The shorter campaign was a result of the impact that Covid had on the GAA’s scheduling and now, with things back to normal, the Rebels have already played five championship matches before Sunday’s quarter-final clash against Galway in FBD Semple Stadium (1.45pm).
This time, the defeats were front-loaded, losses to Limerick and Clare leaving Kieran Kingston’s side on the verge of elimination, but wins over Waterford, Tipperary and Antrim have turned matters around. Kingston is happy to have matched the 2021 statistics, but now he wants to surpass them.
“It had been a while since Cork had picked up three wins in the All-Ireland series,” he says, “I think it was 2005 up to last year.
"Of course, last year’s experience of going through the campaign and the momentum you get and the confidence you get from winning together are important things.
“The challenge now and our objective is to build on that further, against a top team that are going to pose a massive test, there’s no doubt about that. We have to match that.”
The game comes just seven days after Cork’s 11-point win over Antrim, having had a three-week break before that match since beating Tipp in the last Munster round-robin encounter. Is there a better or worse gap to have between outings?
“Momentum is good,” Kingston says, “and if you were to write the script, you’d say that a two-week turnaround is ideal time.
“If you’re coming off a win, you can get a bit of downtime and get back at it and get a good block of training in. If you’re coming off a loss, the two weeks is good because it gives you that time to recover and get the freshness back into it.
“Two weeks is probably ideal and three is too long! But they’re the cards you’re dealt, every team has to deal with that. No matter what group you’re coming out of or what stage you’re at, teams have different turnaround times – two, three, even four weeks for provincial winners. That’s not an issue.
“Any time you play Galway, any time you play an All-Ireland quarter-final, both teams are going to go at it hammer and tongs anyway.”
Galway are likely to be wounded animals after topping the Leinster table only to lose disappointingly to Kilkenny in the provincial decider a fortnight ago.
While Cianán Fahy has been cleared to play after originally being handed a suspension on the basis of video evidence, Brian Concannon is a major doubt for the Tribesmen with a groin injury.
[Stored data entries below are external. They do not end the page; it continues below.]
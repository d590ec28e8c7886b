//! Error types for voxscript

use thiserror::Error;

/// Main error type for the crate
#[derive(Debug, Error)]
pub enum Error {
    #[error("IO error: {0}")]
    Io(#[from] std::io::Error),

    #[error("Script error: {0}")]
    Lua(#[from] mlua::Error),

    /// Wrong argument count or type at the scripting boundary.
    #[error("{method}: {message}")]
    Marshal { method: String, message: String },

    /// A script handle whose host object no longer exists.
    #[error("stale handle: {0}")]
    StaleHandle(String),

    #[error("{0} is read-only")]
    ReadOnly(String),

    /// Host object already borrowed by the caller (re-entrant access).
    #[error("{0} is in use")]
    Busy(String),

    #[error("cannot open '{path}': {source}")]
    Open {
        path: String,
        #[source]
        source: std::io::Error,
    },

    #[error("no file format for '{0}'")]
    FormatNotFound(String),

    #[error("no command named '{0}'")]
    CommandNotFound(String),

    #[error("format '{format}' does not support {operation}")]
    UnsupportedOperation { format: String, operation: &'static str },

    #[error("registration error: {0}")]
    Registration(String),

    #[error("config error: {0}")]
    Config(String),
}

impl Error {
    pub fn marshal(method: impl Into<String>, message: impl Into<String>) -> Self {
        Error::Marshal {
            method: method.into(),
            message: message.into(),
        }
    }
}

impl From<Error> for mlua::Error {
    fn from(err: Error) -> Self {
        match err {
            // Keep the original Lua error (and its traceback) intact.
            Error::Lua(inner) => inner,
            other => mlua::Error::external(other),
        }
    }
}

impl From<serde_json::Error> for Error {
    fn from(err: serde_json::Error) -> Self {
        Error::Config(err.to_string())
    }
}

#[cfg(test)]
mod tests {
    use super::*;

    #[test]
    fn test_marshal_message() {
        let err = Error::marshal("Volume.setAt", "expected 2 arguments, got 1");
        assert_eq!(err.to_string(), "Volume.setAt: expected 2 arguments, got 1");
    }

    #[test]
    fn test_into_lua_error_keeps_message() {
        let lua_err: mlua::Error = Error::StaleHandle("layer 3".into()).into();
        assert!(lua_err.to_string().contains("stale handle: layer 3"));
    }
}
//! `Image` and `Layer` userdata exposed to scripts.
//!
//! Both hold only weak references into the host image and resolve them on
//! every access.

use std::rc::Rc;

use mlua::{MetaMethod, MultiValue, UserData, UserDataFields, UserDataMethods, Value};

use super::box_api::ScriptBox;
use super::handles::{BridgeStats, ImageRef, LayerRef};
use super::marshal::{unknown_member, unpack_args};
use super::volume_api::ScriptVolume;

pub struct ScriptImage {
    image: ImageRef,
    stats: Rc<BridgeStats>,
}

impl ScriptImage {
    pub fn new(image: ImageRef, stats: &Rc<BridgeStats>) -> Self {
        Self {
            image,
            stats: Rc::clone(stats),
        }
    }

    fn active_layer(&self) -> mlua::Result<Option<ScriptLayer>> {
        let active = self.image.read(|image| image.active_layer_id())?;
        Ok(active.map(|id| ScriptLayer {
            layer: LayerRef::new(self.image.clone(), id),
            stats: Rc::clone(&self.stats),
        }))
    }

    fn selection(&self) -> mlua::Result<Option<ScriptBox>> {
        Ok(self.image.read(|image| image.selection().copied())?.map(ScriptBox))
    }

    fn layers_volume(&self) -> mlua::Result<ScriptVolume> {
        let merged = self.image.read(|image| image.layers_volume())?;
        Ok(ScriptVolume::merged(merged, &self.stats))
    }
}

impl UserData for ScriptImage {
    fn add_fields<F: UserDataFields<Self>>(fields: &mut F) {
        fields.add_field_method_get("activeLayer", |_, this| this.active_layer());
        fields.add_field_method_get("layer", |_, this| this.active_layer());
        fields.add_field_method_get("selectionBox", |_, this| this.selection());
        fields.add_field_method_get("selection", |_, this| this.selection());
        fields.add_field_method_get("layerCount", |_, this| {
            Ok(this.image.read(|image| image.layer_count())?)
        });
    }

    fn add_methods<M: UserDataMethods<Self>>(methods: &mut M) {
        methods.add_method("addLayer", |lua, this, args: MultiValue| {
            unpack_args::<()>(lua, "Image.addLayer", 0, args)?;
            let id = this.image.write(|image| image.add_layer())?;
            Ok(ScriptLayer {
                layer: LayerRef::new(this.image.clone(), id),
                stats: Rc::clone(&this.stats),
            })
        });

        methods.add_method("getLayersVolume", |lua, this, args: MultiValue| {
            unpack_args::<()>(lua, "Image.getLayersVolume", 0, args)?;
            this.layers_volume()
        });

        // No meshing in the core: the merged volume stands in for the mesh.
        methods.add_method("getLayersMesh", |lua, this, args: MultiValue| {
            unpack_args::<()>(lua, "Image.getLayersMesh", 0, args)?;
            this.layers_volume()
        });

        methods.add_meta_method(MetaMethod::Index, |_, _this, key: String| {
            Err::<Value, _>(unknown_member("Image", &key))
        });
    }
}

pub struct ScriptLayer {
    layer: LayerRef,
    stats: Rc<BridgeStats>,
}

impl UserData for ScriptLayer {
    fn add_fields<F: UserDataFields<Self>>(fields: &mut F) {
        fields.add_field_method_get("id", |_, this| Ok(this.layer.id().0));

        fields.add_field_method_get("name", |_, this| {
            Ok(this.layer.read(|layer| layer.name.clone())?)
        });
        fields.add_field_method_set("name", |_, this, name: String| {
            Ok(this.layer.write(|layer| layer.name = name)?)
        });

        fields.add_field_method_get("visible", |_, this| {
            Ok(this.layer.read(|layer| layer.visible)?)
        });
        fields.add_field_method_set("visible", |_, this, visible: bool| {
            Ok(this.layer.write(|layer| layer.visible = visible)?)
        });

        // A new borrowed handle per access; it fails once the layer is removed.
        fields.add_field_method_get("volume", |_, this| {
            this.layer.read(|_| ())?;
            Ok(ScriptVolume::borrowed(this.layer.clone(), &this.stats))
        });
    }

    fn add_methods<M: UserDataMethods<Self>>(methods: &mut M) {
        methods.add_meta_method(MetaMethod::Index, |_, _this, key: String| {
            Err::<Value, _>(unknown_member("Layer", &key))
        });
        methods.add_meta_method(MetaMethod::Eq, |_, this, other: mlua::AnyUserData| {
            let other = other.borrow::<ScriptLayer>()?;
            Ok(this.layer.id() == other.layer.id())
        });
    }
}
Regardless of who is available for Henry Shefflin’s team, Kingston expects a tough game but ultimately the focus is on Cork.
“Whether Galway had played outstandingly or won or lost it, whatever the case may be,” he says, “any team you’re meeting at this stage are going to come hammer and tongs and that’s the bottom line.
“This game is going to be no different and we accept that. Our approach has to be the same – our focus this week is to rest and recover, get a bit of training done and get ready for a huge game on Saturday.
“We’re down to the last six and it’s great to be there but our ambition is to go further. On Saturday, we want to do ourselves justice and put in a performance that reflects the occasion, which is an All-Ireland quarter-final in Thurles, a double-header with a full house.”